On December 17, 2015, I reached the milestone of 50 years searching for comets. When I started searching for comets and exploding stars called novae, at 10 minutes before midnight on the night of December 17, 1965, my program has three aims: 1) To become “very” familiar with the sky through searching for comets and/or novae. 2) To discover either a comet or a nova. 3) To learn as much as possible about comets and/or novae through a research program. As of December 17, 1965, the main interest area was in the field of comets. 4) As of the end of 2015, I have seen 192 different comets.  That first goal was really for self protection, so that the project would be a success even if, as seemed likely, I never discovered a comet. Sure enough, the project helped me learn the sky as never before.

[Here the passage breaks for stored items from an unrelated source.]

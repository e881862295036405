//! Side-pot layering.
//!
//! At settlement the hand's cumulative contributions are cut into layers:
//! walking the distinct contribution levels from smallest to largest, each
//! layer holds the marginal amount above the previous level times the
//! number of players who funded at least this level. Folded players fund
//! layers but can never win them; a layer nobody left in the hand can win
//! is handed straight back to whoever funded it.

/// A player's stake in the hand, as the pot math sees it.
#[derive(Debug, Copy, Clone, PartialEq, Eq)]
pub struct Contribution {
    pub player: usize,
    pub amount: u32,
    pub folded: bool,
}

/// One pot with the players eligible to win it, in seat order.
#[derive(Debug, Clone, PartialEq, Eq)]
pub struct Pot {
    pub amount: u32,
    pub eligible: Vec<usize>,
}

/// Chips returned without a showdown because no live player can win them.
#[derive(Debug, Copy, Clone, PartialEq, Eq)]
pub struct Refund {
    pub player: usize,
    pub amount: u32,
}

/// The settlement breakdown of a hand's contributions.
#[derive(Debug, Clone, Default, PartialEq, Eq)]
pub struct SidePots {
    pub pots: Vec<Pot>,
    pub refunds: Vec<Refund>,
}

/// Cuts cumulative contributions into main and side pots.
///
/// Adjacent layers with the same eligible set collapse into one pot, so a
/// hand with no all-ins yields a single main pot.
pub fn side_pots(entries: &[Contribution]) -> SidePots {
    let mut levels: Vec<u32> = entries
        .iter()
        .map(|e| e.amount)
        .filter(|&a| a > 0)
        .collect();
    levels.sort_unstable();
    levels.dedup();

    let mut pots: Vec<Pot> = Vec::new();
    let mut refunds: Vec<Refund> = Vec::new();
    let mut prev = 0u32;
    for level in levels {
        let layer = level - prev;
        let contributors: Vec<&Contribution> =
            entries.iter().filter(|e| e.amount >= level).collect();
        let amount = layer * contributors.len() as u32;
        let eligible: Vec<usize> = contributors
            .iter()
            .filter(|e| !e.folded)
            .map(|e| e.player)
            .collect();
        if eligible.is_empty() {
            for e in &contributors {
                refunds.push(Refund {
                    player: e.player,
                    amount: layer,
                });
            }
        } else if let Some(last) = pots.last_mut().filter(|p| p.eligible == eligible) {
            last.amount += amount;
        } else {
            pots.push(Pot { amount, eligible });
        }
        prev = level;
    }
    SidePots { pots, refunds }
}

/// Splits `amount` as evenly as whole chips allow across `winners` shares.
/// The first share absorbs the remainder.
pub fn split_amounts(amount: u32, winners: usize) -> Vec<u32> {
    if winners == 0 {
        return Vec::new();
    }
    let share = amount / winners as u32;
    let remainder = amount % winners as u32;
    let mut shares = vec![share; winners];
    shares[0] += remainder;
    shares
}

The heart of my program was clearly in the second goal, and I finally reached it on November 13, 1984, with the discovery of my first comet. I’ll never forget that night as I looked through my telescope at an object that had never been seen before by anyone. I reached that goal a second time early in 1987, and a third time later that same year. On October 2, 2006, I discovered my 22nd comet, and each of those 22 nights will live forever in my memory. Discovering a nova proved a little more challenging, but I did discover independently the great Nova Cygni, just north of the bright summer star Deneb in the northern cross, in the late summer of 1975.  I was also one of the first to make an independent discovery of Nova Cygni in the fall of 1978 as it erupted near one of my favorite variable stars.  In addition, I have been involved intensely in studying a cataclysmic variable star that my friend Clyde Tombaugh discovered in 1932 based on observations he made on March 23, 1931. On the 59th anniversary of his observation, I witnessed the star erupting again on March 23, 1990. Since then, that star has provided one of the great joys of my astronomy life. It erupted yet again on March 23, 2000, and on several other occasions it has erupted near that date.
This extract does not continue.